Sunswift to attempt to break world solar land speed record

Wednesday Test Run from UNSW Solar Racing Team on Vimeo.

The University of New South Wales (UNSW) Sunswift Solar Racing Team will attempt to break the world land speed record for a solar car next month.

The team's solar car, affectionately known IVy, is a $280,000 three-wheeled, hand-built, carbon-fibre machine which can reach a top speed of 115 km/h using just 1300 W, the same amount of power it takes to toast two slices of bread.

With nothing more than solar energy from photovoltaic cells (no additional power from a battery), the team expects the car to hit at least 90km/h, which would break the record by 11km/h.

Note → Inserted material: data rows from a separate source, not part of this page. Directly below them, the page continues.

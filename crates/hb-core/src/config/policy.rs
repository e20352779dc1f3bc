//! Connection policy rules
//!
//! Rules are written as `{pattern, action, redirectTarget}` and compiled
//! once per configuration load. Compilation is the only place a rule can be
//! rejected; a compiled [`PolicyRule`] always matches without error.

use serde::{Deserialize, Serialize};
use std::fmt;

use crate::error::PolicyMatchError;

/// Destinations that are always allowed when no allowlist is configured
pub const DEFAULT_ALLOWLIST: &[&str] = &["localhost", "127.0.0.1", "::1"];

/// Policy section of the configuration
#[derive(Debug, Clone, PartialEq, Serialize, Deserialize)]
#[serde(rename_all = "camelCase", deny_unknown_fields)]
pub struct PolicyConfig {
    /// Exact hostnames / IP literals that are always allowed
    #[serde(default = "default_allowlist")]
    pub allowlist: Vec<String>,

    /// Block / redirect rules, in configuration order
    #[serde(default)]
    pub rules: Vec<PolicyRuleConfig>,
}

impl Default for PolicyConfig {
    fn default() -> Self {
        Self {
            allowlist: default_allowlist(),
            rules: Vec::new(),
        }
    }
}

impl PolicyConfig {
    /// Compile every rule, failing on the first malformed one
    pub fn compile(&self) -> Result<Vec<PolicyRule>, PolicyMatchError> {
        self.rules.iter().map(PolicyRule::compile).collect()
    }
}

fn default_allowlist() -> Vec<String> {
    DEFAULT_ALLOWLIST.iter().map(|s| s.to_string()).collect()
}

/// A rule as written in the configuration file
#[derive(Debug, Clone, PartialEq, Eq, Serialize, Deserialize)]
#[serde(rename_all = "camelCase", deny_unknown_fields)]
pub struct PolicyRuleConfig {
    pub pattern: String,
    pub action: RuleActionKind,
    #[serde(default, skip_serializing_if = "Option::is_none")]
    pub redirect_target: Option<String>,
}

/// Action keyword in the configuration
#[derive(Debug, Clone, Copy, PartialEq, Eq, Serialize, Deserialize)]
pub enum RuleActionKind {
    #[serde(rename = "block")]
    Block,
    #[serde(rename = "redirect-to-local", alias = "redirect")]
    RedirectToLocal,
}

/// Compiled destination pattern
#[derive(Debug, Clone, PartialEq, Eq)]
pub enum Pattern {
    /// `a.b.*` - stores `a.b.` so prefix tests stop on an octet boundary
    IpPrefix(String),
    /// `*.example.com` - stores `.example.com`
    DomainSuffix(String),
    /// `example.com` - the name itself or any subdomain of it
    Domain(String),
}

impl Pattern {
    /// Parse a configured pattern string
    pub fn parse(raw: &str) -> Result<Self, PolicyMatchError> {
        let pattern = raw.trim().trim_end_matches('.').to_ascii_lowercase();
        if pattern.is_empty() {
            return Err(PolicyMatchError::EmptyPattern);
        }

        if let Some(prefix) = pattern.strip_suffix(".*") {
            if prefix.contains('*') {
                return Err(PolicyMatchError::MisplacedWildcard(raw.to_string()));
            }
            let octets: Vec<&str> = prefix.split('.').collect();
            let valid = (1..=3).contains(&octets.len())
                && octets.iter().all(|o| !o.is_empty() && o.parse::<u8>().is_ok());
            if !valid {
                return Err(PolicyMatchError::InvalidIpPrefix(raw.to_string()));
            }
            return Ok(Pattern::IpPrefix(format!("{}.", prefix)));
        }

        if let Some(rest) = pattern.strip_prefix("*.") {
            if rest.is_empty() || rest.contains('*') {
                return Err(PolicyMatchError::MisplacedWildcard(raw.to_string()));
            }
            return Ok(Pattern::DomainSuffix(format!(".{}", rest)));
        }

        if pattern.contains('*') {
            return Err(PolicyMatchError::MisplacedWildcard(raw.to_string()));
        }

        Ok(Pattern::Domain(pattern))
    }
}

impl fmt::Display for Pattern {
    fn fmt(&self, f: &mut fmt::Formatter<'_>) -> fmt::Result {
        match self {
            Pattern::IpPrefix(prefix) => write!(f, "{}*", prefix),
            Pattern::DomainSuffix(suffix) => write!(f, "*{}", suffix),
            Pattern::Domain(domain) => write!(f, "{}", domain),
        }
    }
}

/// What a matching rule does
#[derive(Debug, Clone, PartialEq, Eq)]
pub enum RuleAction {
    Block,
    RedirectToLocal { host: String, port: u16 },
}

impl fmt::Display for RuleAction {
    fn fmt(&self, f: &mut fmt::Formatter<'_>) -> fmt::Result {
        match self {
            RuleAction::Block => write!(f, "block"),
            RuleAction::RedirectToLocal { host, port } => {
                write!(f, "redirect-to-local {}:{}", host, port)
            }
        }
    }
}

/// A compiled, immutable policy rule
#[derive(Debug, Clone, PartialEq, Eq)]
pub struct PolicyRule {
    pub pattern: Pattern,
    pub action: RuleAction,
}

impl PolicyRule {
    /// Compile a configured rule
    pub fn compile(config: &PolicyRuleConfig) -> Result<Self, PolicyMatchError> {
        let pattern = Pattern::parse(&config.pattern)?;
        let action = match (config.action, config.redirect_target.as_deref()) {
            (RuleActionKind::Block, None) => RuleAction::Block,
            (RuleActionKind::Block, Some(_)) => {
                return Err(PolicyMatchError::UnexpectedRedirectTarget(
                    config.pattern.clone(),
                ))
            }
            (RuleActionKind::RedirectToLocal, None) => {
                return Err(PolicyMatchError::MissingRedirectTarget(
                    config.pattern.clone(),
                ))
            }
            (RuleActionKind::RedirectToLocal, Some(target)) => {
                let (host, port) = parse_target(target)?;
                RuleAction::RedirectToLocal { host, port }
            }
        };
        Ok(Self { pattern, action })
    }
}

/// Parse `host:port`, accepting bracketed IPv6 hosts
fn parse_target(target: &str) -> Result<(String, u16), PolicyMatchError> {
    let invalid = || PolicyMatchError::InvalidTarget(target.to_string());
    let (host, port) = target.trim().rsplit_once(':').ok_or_else(invalid)?;
    let host = host.trim_start_matches('[').trim_end_matches(']');
    if host.is_empty() || host.contains(char::is_whitespace) {
        return Err(invalid());
    }
    let port: u16 = port.parse().map_err(|_| invalid())?;
    if port == 0 {
        return Err(invalid());
    }
    Ok((host.to_string(), port))
}
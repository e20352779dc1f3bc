//! Test command implementation

use std::path::{Path, PathBuf};
use std::sync::Arc;

use anyhow::{Context, Result};

use crate::output::{format_report, print_error, print_info, print_success, print_warning};
use hb_core::config::load_config;
use hb_orchestrator::harness::{builtin_scenarios, Harness, HarnessContext};
use hb_orchestrator::HarborState;

/// Run the built-in scenarios against the configured services.
///
/// Returns whether the overall result was `PASS`.
pub async fn test_command(config_path: &Path, report_path: Option<PathBuf>) -> Result<bool> {
    let config = load_config(config_path)
        .with_context(|| format!("Failed to load config from {}", config_path.display()))?;
    let timeout = config.harness.scenario_timeout;
    let report_path = report_path.unwrap_or_else(|| config.harness.report_path.clone());

    let state = Arc::new(HarborState::new(config)?);
    let ctx = HarnessContext {
        state: Arc::clone(&state),
        occupant: occupant_command(),
    };
    let harness = Harness::new(ctx, timeout).with_scenarios(builtin_scenarios());

    print_info(&format!(
        "Running {} scenarios against {}",
        builtin_scenarios().len(),
        config_path.display()
    ));

    let report = tokio::select! {
        report = harness.run("harbor") => report,
        _ = tokio::signal::ctrl_c() => {
            state.orchestrator.stop_all().await;
            anyhow::bail!("Test run interrupted");
        }
    };
    state.orchestrator.stop_all().await;

    println!("{}", format_report(&report));
    report
        .write(&report_path)
        .with_context(|| format!("Failed to write report to {}", report_path.display()))?;
    print_info(&format!("Report written to {}", report_path.display()));

    if report.is_pass() {
        print_success("All scenarios passed");
    } else {
        let failing: Vec<&str> = report
            .results
            .iter()
            .filter(|r| !r.passed())
            .map(|r| r.name.as_str())
            .collect();
        print_error(&format!(
            "{}: failing scenarios: {}",
            report.overall,
            failing.join(", ")
        ));
    }
    Ok(report.is_pass())
}

/// This binary's own stub service, used as a foreign port occupant
fn occupant_command() -> Option<Vec<String>> {
    match std::env::current_exe() {
        Ok(exe) => Some(vec![
            exe.display().to_string(),
            "stub-service".to_string(),
            "--port".to_string(),
            "{port}".to_string(),
        ]),
        Err(e) => {
            print_warning(&format!("Cannot locate own executable ({}); port conflicts will not be simulated", e));
            None
        }
    }
}
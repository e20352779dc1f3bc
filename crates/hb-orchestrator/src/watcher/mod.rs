//! Config Watcher
//!
//! Polls files on a fixed interval and runs a reaction when their content
//! changes. A fingerprint is committed only after its reaction succeeds, so
//! a failed reaction is retried on the next tick.

mod fingerprint;
mod reload;

pub use fingerprint::Fingerprint;
pub use reload::ServiceReaction;

use std::future::Future;
use std::path::{Path, PathBuf};
use std::sync::Arc;
use std::time::Duration;

use async_trait::async_trait;
use hb_core::error::WatcherReactionError;
use tokio::task::JoinHandle;
use tokio::time::MissedTickBehavior;
use tokio_util::sync::CancellationToken;

/// What changed in a watched file
#[derive(Debug, Clone, PartialEq, Eq)]
pub struct FileChange {
    pub path: PathBuf,
    /// `None` when the file did not exist
    pub old: Option<Fingerprint>,
    pub new: Option<Fingerprint>,
}

/// Reaction to a changed file
#[async_trait]
pub trait Reaction: Send + Sync {
    async fn react(&self, change: &FileChange) -> Result<(), WatcherReactionError>;
}

/// Adapts an async closure into a [`Reaction`]
pub struct FnReaction<F>(pub F);

#[async_trait]
impl<F, Fut> Reaction for FnReaction<F>
where
    F: Fn(FileChange) -> Fut + Send + Sync,
    Fut: Future<Output = Result<(), WatcherReactionError>> + Send + 'static,
{
    async fn react(&self, change: &FileChange) -> Result<(), WatcherReactionError> {
        (self.0)(change.clone()).await
    }
}

/// Result of one poll
#[derive(Debug, Clone, PartialEq, Eq)]
pub enum PollOutcome {
    Unchanged,
    Reacted,
    /// Reaction failed; the old fingerprint is kept
    ReactionFailed(String),
    /// File could not be read; nothing changes
    Unreadable(String),
}

/// One polled file and its reaction
pub struct WatchedFile {
    path: PathBuf,
    interval: Duration,
    fingerprint: Option<Fingerprint>,
    reaction: Arc<dyn Reaction>,
}

impl WatchedFile {
    /// Start watching; the file's current content is the baseline.
    pub async fn new(path: impl Into<PathBuf>, interval: Duration, reaction: Arc<dyn Reaction>) -> Self {
        let path = path.into();
        let fingerprint = match Fingerprint::of_file(&path).await {
            Ok(fp) => fp,
            Err(e) => {
                tracing::warn!(path = %path.display(), "Cannot read watched file: {}", e);
                None
            }
        };
        Self {
            path,
            interval,
            fingerprint,
            reaction,
        }
    }

    pub fn path(&self) -> &Path {
        &self.path
    }

    /// Last committed fingerprint
    pub fn fingerprint(&self) -> Option<&Fingerprint> {
        self.fingerprint.as_ref()
    }

    /// Check once and react if the content changed
    pub async fn poll(&mut self) -> PollOutcome {
        let current = match Fingerprint::of_file(&self.path).await {
            Ok(fp) => fp,
            Err(e) => {
                tracing::warn!(path = %self.path.display(), "Cannot read watched file: {}", e);
                return PollOutcome::Unreadable(e.to_string());
            }
        };
        if current == self.fingerprint {
            return PollOutcome::Unchanged;
        }

        let change = FileChange {
            path: self.path.clone(),
            old: self.fingerprint.clone(),
            new: current,
        };
        tracing::info!(
            path = %self.path.display(),
            old = ?change.old.as_ref().map(ToString::to_string),
            new = ?change.new.as_ref().map(ToString::to_string),
            "Watched file changed"
        );

        match self.reaction.react(&change).await {
            Ok(()) => {
                self.fingerprint = change.new;
                PollOutcome::Reacted
            }
            Err(e) => {
                tracing::warn!(path = %self.path.display(), "Reaction failed, will retry: {}", e);
                PollOutcome::ReactionFailed(e.to_string())
            }
        }
    }

    /// Poll until cancelled
    pub async fn run(mut self, cancel: CancellationToken) {
        let mut ticker = tokio::time::interval(self.interval);
        ticker.set_missed_tick_behavior(MissedTickBehavior::Delay);
        // The first tick completes immediately
        ticker.tick().await;

        loop {
            tokio::select! {
                _ = ticker.tick() => {
                    self.poll().await;
                }
                _ = cancel.cancelled() => break,
            }
        }
        tracing::debug!(path = %self.path.display(), "Watcher stopped");
    }
}

/// Runs independent poll loops for any number of files
pub struct ConfigWatcher {
    cancel: CancellationToken,
    tasks: Vec<JoinHandle<()>>,
}

impl ConfigWatcher {
    pub fn new(cancel: CancellationToken) -> Self {
        Self {
            cancel,
            tasks: Vec::new(),
        }
    }

    /// Watch `path`, calling `reaction` whenever its content changes
    pub fn watch(&mut self, path: &Path, interval: Duration, reaction: Arc<dyn Reaction>) {
        let path = path.to_path_buf();
        let cancel = self.cancel.clone();
        tracing::info!(path = %path.display(), ?interval, "Watching file");
        self.tasks.push(tokio::spawn(async move {
            WatchedFile::new(path, interval, reaction).await.run(cancel).await;
        }));
    }

    pub fn len(&self) -> usize {
        self.tasks.len()
    }

    pub fn is_empty(&self) -> bool {
        self.tasks.is_empty()
    }

    /// Stop every loop and wait for them to finish
    pub async fn shutdown(self) {
        self.cancel.cancel();
        futures::future::join_all(self.tasks).await;
    }
}
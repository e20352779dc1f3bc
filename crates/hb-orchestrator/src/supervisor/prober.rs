//! Background health prober, one task per running service

use std::sync::Arc;

use hb_core::error::HealthCheckFailure;
use hb_core::types::LifecycleState;
use tokio_util::sync::CancellationToken;

use super::{Inner, ServiceSlot};

/// Probe on a fixed interval while the service is `Running` or `Degraded`.
///
/// After `failureThreshold` consecutive failures the service is `Failed`
/// and relaunched in place, unless its restart budget is spent.
pub(super) async fn run(inner: Arc<Inner>, slot: Arc<ServiceSlot>, cancel: Arc<CancellationToken>) {
    let name = slot.name.as_str();
    tracing::debug!(service = name, "Health prober started");

    loop {
        let probe_config = inner.config.load().probe.clone();
        tokio::select! {
            _ = tokio::time::sleep(probe_config.interval) => {}
            _ = cancel.cancelled() => break,
        }

        let spec = slot.spec.load_full();
        let probed = tokio::select! {
            r = inner.probe.probe(&spec) => r,
            _ = cancel.cancelled() => break,
        };

        let mut current = tokio::select! {
            guard = slot.process.lock() => guard,
            _ = cancel.cancelled() => break,
        };
        if cancel.is_cancelled() {
            break;
        }

        let exited = current.as_mut().and_then(|p| p.exited());
        let result = match exited {
            Some(status) => Err(HealthCheckFailure::Exited(status)),
            None if current.is_none() => Err(HealthCheckFailure::Exited("no process".into())),
            None => probed,
        };

        match result {
            Ok(()) => {
                inner.table.record_health(name, true, None);
                if inner.table.state(name) == Some(LifecycleState::Degraded) {
                    tracing::info!(service = name, "Service recovered");
                    inner.table.transition(name, LifecycleState::Running);
                }
                continue;
            }
            Err(failure) => {
                let failures = inner.table.record_health(name, false, Some(failure.to_string()));
                tracing::warn!(service = name, failures, "Health probe failed: {}", failure);
                if inner.table.state(name) == Some(LifecycleState::Running) {
                    inner.table.transition(name, LifecycleState::Degraded);
                }
                if failures < probe_config.failure_threshold {
                    continue;
                }
            }
        }

        inner.table.transition(name, LifecycleState::Failed);
        let restarts = inner.table.get(name).map(|r| r.restart_count).unwrap_or(0);
        if restarts >= spec.max_restart_attempts {
            tracing::error!(service = name, restarts, "Restart attempts exhausted");
            if let Some(process) = current.take() {
                process.kill().await;
            }
            inner.table.update(name, |r| r.pid = None);
            break;
        }

        tracing::warn!(service = name, "Restarting unhealthy service");
        if let Some(process) = current.take() {
            let grace = inner.config.load().shutdown.grace_period;
            process.terminate(grace).await;
        }
        inner.table.update(name, |r| {
            r.pid = None;
            r.restart_count += 1;
            r.consecutive_failures = 0;
        });
        if let Err(e) = inner.launch(&slot, &mut current, &cancel).await {
            tracing::error!(service = name, "Automatic restart failed: {}", e);
            break;
        }
    }

    tracing::debug!(service = name, "Health prober stopped");
}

At a recent test run at the Western Sydney International Dragway at Eastern Creek earlier this month Business team leader and driver Kristen Casalenuovo said the attempt would show just how quickly solar innovations are progressing.

"A lot of the things created within solar have been adopted with electric cars seen on the road," the photovoltaics PhD student said.

A Guinness World Book of Records official will attend the attempt at an airstrip at the HMAS Albatross near Nowra on the southern NSW coast.

The team’s world record attempt looks promising after they recorded a top speed of 115km/h during the 3000km Global Green Challenge from Darwin to Adelaide.

The Sunswift team need perfect conditions with no wind or clouds so the panels can generate maximum possible energy from the sun with minimal aerodynamic resistance.